### Work instructions
Whenever a line of the data below holds the string "other", copy that line.

Input for this task: Begin

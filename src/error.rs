// HTTP API Error Types
use axum::{http::StatusCode, response::IntoResponse, Json};
use serde_json::{json, Value};

use crate::auth::AuthError;
use crate::database::StoreError;
use crate::services::CatalogueError;

/// HTTP API error with appropriate status codes and client-friendly messages
#[derive(Debug)]
pub enum ApiError {
    // 400 Bad Request
    BadRequest(String),

    // 401 Unauthorized
    InvalidCredential(String),

    // 403 Forbidden
    Forbidden(String),

    // 404 Not Found
    NotFound(String),

    // 409 Conflict
    Conflict {
        message: String,
        game_id: Option<i64>,
    },

    // 500 Internal Server Error
    InternalError(String),

    // 502 Bad Gateway (external service issues)
    UpstreamUnavailable(String),

    // 503 Service Unavailable
    ServiceUnavailable(String),
}

impl ApiError {
    /// Get HTTP status code
    pub fn status_code(&self) -> StatusCode {
        match self {
            ApiError::BadRequest(_) => StatusCode::BAD_REQUEST,
            ApiError::InvalidCredential(_) => StatusCode::UNAUTHORIZED,
            ApiError::Forbidden(_) => StatusCode::FORBIDDEN,
            ApiError::NotFound(_) => StatusCode::NOT_FOUND,
            ApiError::Conflict { .. } => StatusCode::CONFLICT,
            ApiError::InternalError(_) => StatusCode::INTERNAL_SERVER_ERROR,
            ApiError::UpstreamUnavailable(_) => StatusCode::BAD_GATEWAY,
            ApiError::ServiceUnavailable(_) => StatusCode::SERVICE_UNAVAILABLE,
        }
    }

    /// Get client-safe error message
    pub fn message(&self) -> &str {
        match self {
            ApiError::BadRequest(msg) => msg,
            ApiError::InvalidCredential(msg) => msg,
            ApiError::Forbidden(msg) => msg,
            ApiError::NotFound(msg) => msg,
            ApiError::Conflict { message, .. } => message,
            ApiError::InternalError(msg) => msg,
            ApiError::UpstreamUnavailable(msg) => msg,
            ApiError::ServiceUnavailable(msg) => msg,
        }
    }

    /// Stable machine-readable kind for client handling
    pub fn kind(&self) -> &'static str {
        match self {
            ApiError::BadRequest(_) => "bad_request",
            ApiError::InvalidCredential(_) => "invalid_credential",
            ApiError::Forbidden(_) => "forbidden",
            ApiError::NotFound(_) => "not_found",
            ApiError::Conflict { .. } => "conflict",
            ApiError::InternalError(_) => "internal_error",
            ApiError::UpstreamUnavailable(_) => "upstream_unavailable",
            ApiError::ServiceUnavailable(_) => "service_unavailable",
        }
    }

    /// Convert to JSON response body
    pub fn to_json(&self) -> Value {
        match self {
            ApiError::Conflict {
                message,
                game_id: Some(game_id),
            } => json!({
                "error": self.kind(),
                "message": message,
                "game_id": game_id
            }),
            _ => json!({
                "error": self.kind(),
                "message": self.message()
            }),
        }
    }
}

impl ApiError {
    pub fn bad_request(message: impl Into<String>) -> Self {
        ApiError::BadRequest(message.into())
    }

    pub fn invalid_credential(message: impl Into<String>) -> Self {
        ApiError::InvalidCredential(message.into())
    }

    pub fn forbidden(message: impl Into<String>) -> Self {
        ApiError::Forbidden(message.into())
    }

    pub fn not_found(message: impl Into<String>) -> Self {
        ApiError::NotFound(message.into())
    }

    pub fn conflict(message: impl Into<String>, game_id: Option<i64>) -> Self {
        ApiError::Conflict {
            message: message.into(),
            game_id,
        }
    }

    pub fn internal_error(message: impl Into<String>) -> Self {
        ApiError::InternalError(message.into())
    }

    pub fn upstream_unavailable(message: impl Into<String>) -> Self {
        ApiError::UpstreamUnavailable(message.into())
    }

    pub fn service_unavailable(message: impl Into<String>) -> Self {
        ApiError::ServiceUnavailable(message.into())
    }
}

// Convert other error types to ApiError
impl From<AuthError> for ApiError {
    fn from(err: AuthError) -> Self {
        match err {
            AuthError::MissingPermission(permission) => {
                ApiError::forbidden(format!("Permission '{}' is required", permission))
            }
            AuthError::KeyMaterial(msg) => {
                tracing::error!("Signing key material unavailable: {}", msg);
                ApiError::service_unavailable("Identity verification is unavailable")
            }
            other => ApiError::invalid_credential(other.to_string()),
        }
    }
}

impl From<StoreError> for ApiError {
    fn from(err: StoreError) -> Self {
        match err {
            StoreError::NotFound(msg) => ApiError::not_found(msg),
            StoreError::Conflict { message, game_id } => ApiError::conflict(message, game_id),
            StoreError::Database(sqlx_err) => {
                // Log the real error but return generic message
                tracing::error!("SQLx error: {}", sqlx_err);
                ApiError::internal_error("An error occurred while processing your request")
            }
            StoreError::Unavailable(msg) => {
                tracing::error!("Store unavailable: {}", msg);
                ApiError::service_unavailable("Database temporarily unavailable")
            }
        }
    }
}

impl From<CatalogueError> for ApiError {
    fn from(err: CatalogueError) -> Self {
        match err {
            CatalogueError::NotFound(id) => ApiError::not_found(format!("Game {} not found", id)),
            CatalogueError::MissingCredentials => {
                tracing::error!("Game catalogue credentials are not configured");
                ApiError::upstream_unavailable("Game catalogue is not available")
            }
            CatalogueError::Upstream(msg) => {
                tracing::warn!("Game catalogue request failed: {}", msg);
                ApiError::upstream_unavailable("Game catalogue is not available")
            }
            CatalogueError::Decode(msg) => {
                tracing::warn!("Game catalogue returned an unexpected payload: {}", msg);
                ApiError::upstream_unavailable("Game catalogue returned an unexpected response")
            }
        }
    }
}

// Standard error trait implementations
impl std::fmt::Display for ApiError {
    fn fmt(&self, f: &mut std::fmt::Formatter<'_>) -> std::fmt::Result {
        write!(f, "{}", self.message())
    }
}

impl std::error::Error for ApiError {}

// Automatic HTTP response conversion for Axum
impl IntoResponse for ApiError {
    fn into_response(self) -> axum::response::Response {
        (self.status_code(), Json(self.to_json())).into_response()
    }
}

#[cfg(test)]
mod tests {
    use super::*;

    #[test]
    fn conflict_body_carries_existing_game_id() {
        let err = ApiError::conflict("Game already exists", Some(7));
        assert_eq!(err.status_code(), StatusCode::CONFLICT);
        assert_eq!(err.to_json()["error"], "conflict");
        assert_eq!(err.to_json()["game_id"], 7);
    }

    #[test]
    fn database_errors_are_masked() {
        let err: ApiError = StoreError::Database(sqlx::Error::PoolTimedOut).into();
        assert_eq!(err.status_code(), StatusCode::INTERNAL_SERVER_ERROR);
        assert!(!err.message().contains("pool"));
    }

    #[test]
    fn missing_permission_is_forbidden() {
        let err: ApiError = AuthError::MissingPermission("delete:games".to_string()).into();
        assert_eq!(err.status_code(), StatusCode::FORBIDDEN);
        assert_eq!(err.kind(), "forbidden");
    }
}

Input for this task: End

### Written answer
// Convert other error types to ApiError
            other => ApiError::invalid_credential(other.to_string()),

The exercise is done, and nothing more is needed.